Is the cost of producing biofuel (or really any alternative fuel in this argument) really that much greater than fracking/digging up fossil fuel?

Do you include the externalised costs - climate and health - as part of the cost calculation? I don't think any estimates of the costs for various energy sources will be valid if those externalities are excluded; if, as some efforts to quantify those costs show, the costs are likely to be quite high (above US$40 per metric ton of CO2 emitted) then there are sound economic reasons for turning to alternatives. Do we consider the opportunity cost as well? If productive agricultural land is diverted to biofuel production the production of other things gets curtailed. None of this looks simple to quantify or the results anything but estimates with wide error margins.

If we choose to leave aside climate and respiratory health costs and look purely at the highly misleading immediate monetary values and act like those other costs don't exist, then it sounds like ethanol from corn is still a lot more expensive than fuel from crude oil. Sugarcane based ethanol costs look better but are still high. Yet the difference is not so great that a price hike for oil could not change the balance in favour of ethanol - Brazil produces ethanol for around 80c per US Gallon, which in many parts of the world (but not the US) would be considered cheap.
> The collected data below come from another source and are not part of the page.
//! Crate-wide error type for trajectory resolution failures.

use thiserror::Error;

/// Failure kinds produced by the resolvers in this crate.
///
/// Every variant carries the parameter `t` or waypoint index at which the
/// failure occurred, so a caller can build the diagnostic message the
/// top-level entry points collapse to `None` + a logged `tracing::warn!`.
#[derive(Debug, Error, Clone, PartialEq)]
pub enum ResolveError {
    #[error("invalid constraint list: {0}")]
    InvalidConstraint(String),

    #[error("start configuration unreachable at t=0 (residual {residual})")]
    StartUnreachable { residual: f64 },

    #[error("end configuration unreachable at t=1 (residual {residual})")]
    EndUnreachable { residual: f64 },

    #[error("endpoint configuration is infeasible")]
    InfeasibleEndpoint,

    #[error("step stalled at t={t}, stepsize shrank below parameter-stall tolerance")]
    StepStall { t: f64 },

    #[error("feasibility test rejected configuration at t={t}")]
    Infeasible { t: f64 },

    #[error("bisection could not solve the midpoint at u={u}")]
    BisectIkFail { u: f64 },

    #[error(
        "excessive growth at u={u}: d0={d0:.6} d1={d1:.6} d2={d2:.6} (possible self-motion discontinuity)"
    )]
    ExcessiveGrowth { u: f64, d0: f64, d1: f64, d2: f64 },

    #[error("sample budget of {budget} exhausted without connecting the path")]
    SampleBudgetExhausted { budget: usize },
}

/// Result alias used internally by the typed `_checked` entry points.
pub type ResolveResult<T> = Result<T, ResolveError>;
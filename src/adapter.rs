//! Component B — Cartesian Solver Adapter.
//!
//! The thin layer every resolver drives the IK solver through: set a
//! workspace target, then ask the solver to solve from a seed (spec §4.B).

use crate::model::{Config, IkAttempt, IkSolver, WorkspaceHelper};

/// Applies `x` to `constraints` via the workspace helper, then clears and
/// reloads `solver` with the updated constraint list.
pub fn set_target<W, S>(workspace: &W, constraints: &mut [W::Objective], x: &W::Point, solver: &mut S)
where
    W: WorkspaceHelper,
    S: IkSolver<Objective = W::Objective>,
{
    workspace.set_config(constraints, x);
    solver.clear();
    for objective in constraints.iter().cloned() {
        solver.add(objective);
    }
}

/// `set_target` followed by a solve attempt from `seed`.
pub fn solve_at<W, S>(
    workspace: &W,
    constraints: &mut [W::Objective],
    x: &W::Point,
    solver: &mut S,
    seed: &Config,
) -> IkAttempt
where
    W: WorkspaceHelper,
    S: IkSolver<Objective = W::Objective>,
{
    set_target(workspace, constraints, x, solver);
    solver.solve(seed)
}

#[cfg(test)]
mod tests {
    use super::*;
    use crate::reference::{NewtonIkSolver, PlanarArm, TipWorkspace};
    use nalgebra::Vector2;

    #[test]
    fn solve_at_reaches_a_feasible_target() {
        let robot = PlanarArm::two_link();
        let workspace = TipWorkspace;
        let mut solver = NewtonIkSolver::from(&robot);
        let mut constraints = vec![robot.objective()];
        let target = Vector2::new(1.0, 0.0);
        let attempt = solve_at(&workspace, &mut constraints, &target, &mut solver, &robot.get_config_default());
        assert!(attempt.solved);
    }
}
If we choose to look at Energy Return on Energy Invested (EROI or EROEI) then oil looks like this (with rising costs as easy reserves get depleted and more difficult ones get exploited) -

1-s2.0-S0301421513003856-gr1.jpg

The losses are covered by using more crude oil and fuels made from it than hits the open market, times five - producing fossil fuels is a big source of global emissions.

Add in climate change and we could choose to look at total energy, including the climate system's heat gain - in which case each MJ of energy from all sources (ultimately as waste heat) is eclipsed a hundredfold. If we faced an imminent ice age that might be useful heat - except the quantities of CO2 (arguably, it is more than any other substance we make) already exceed what would be needed to do that.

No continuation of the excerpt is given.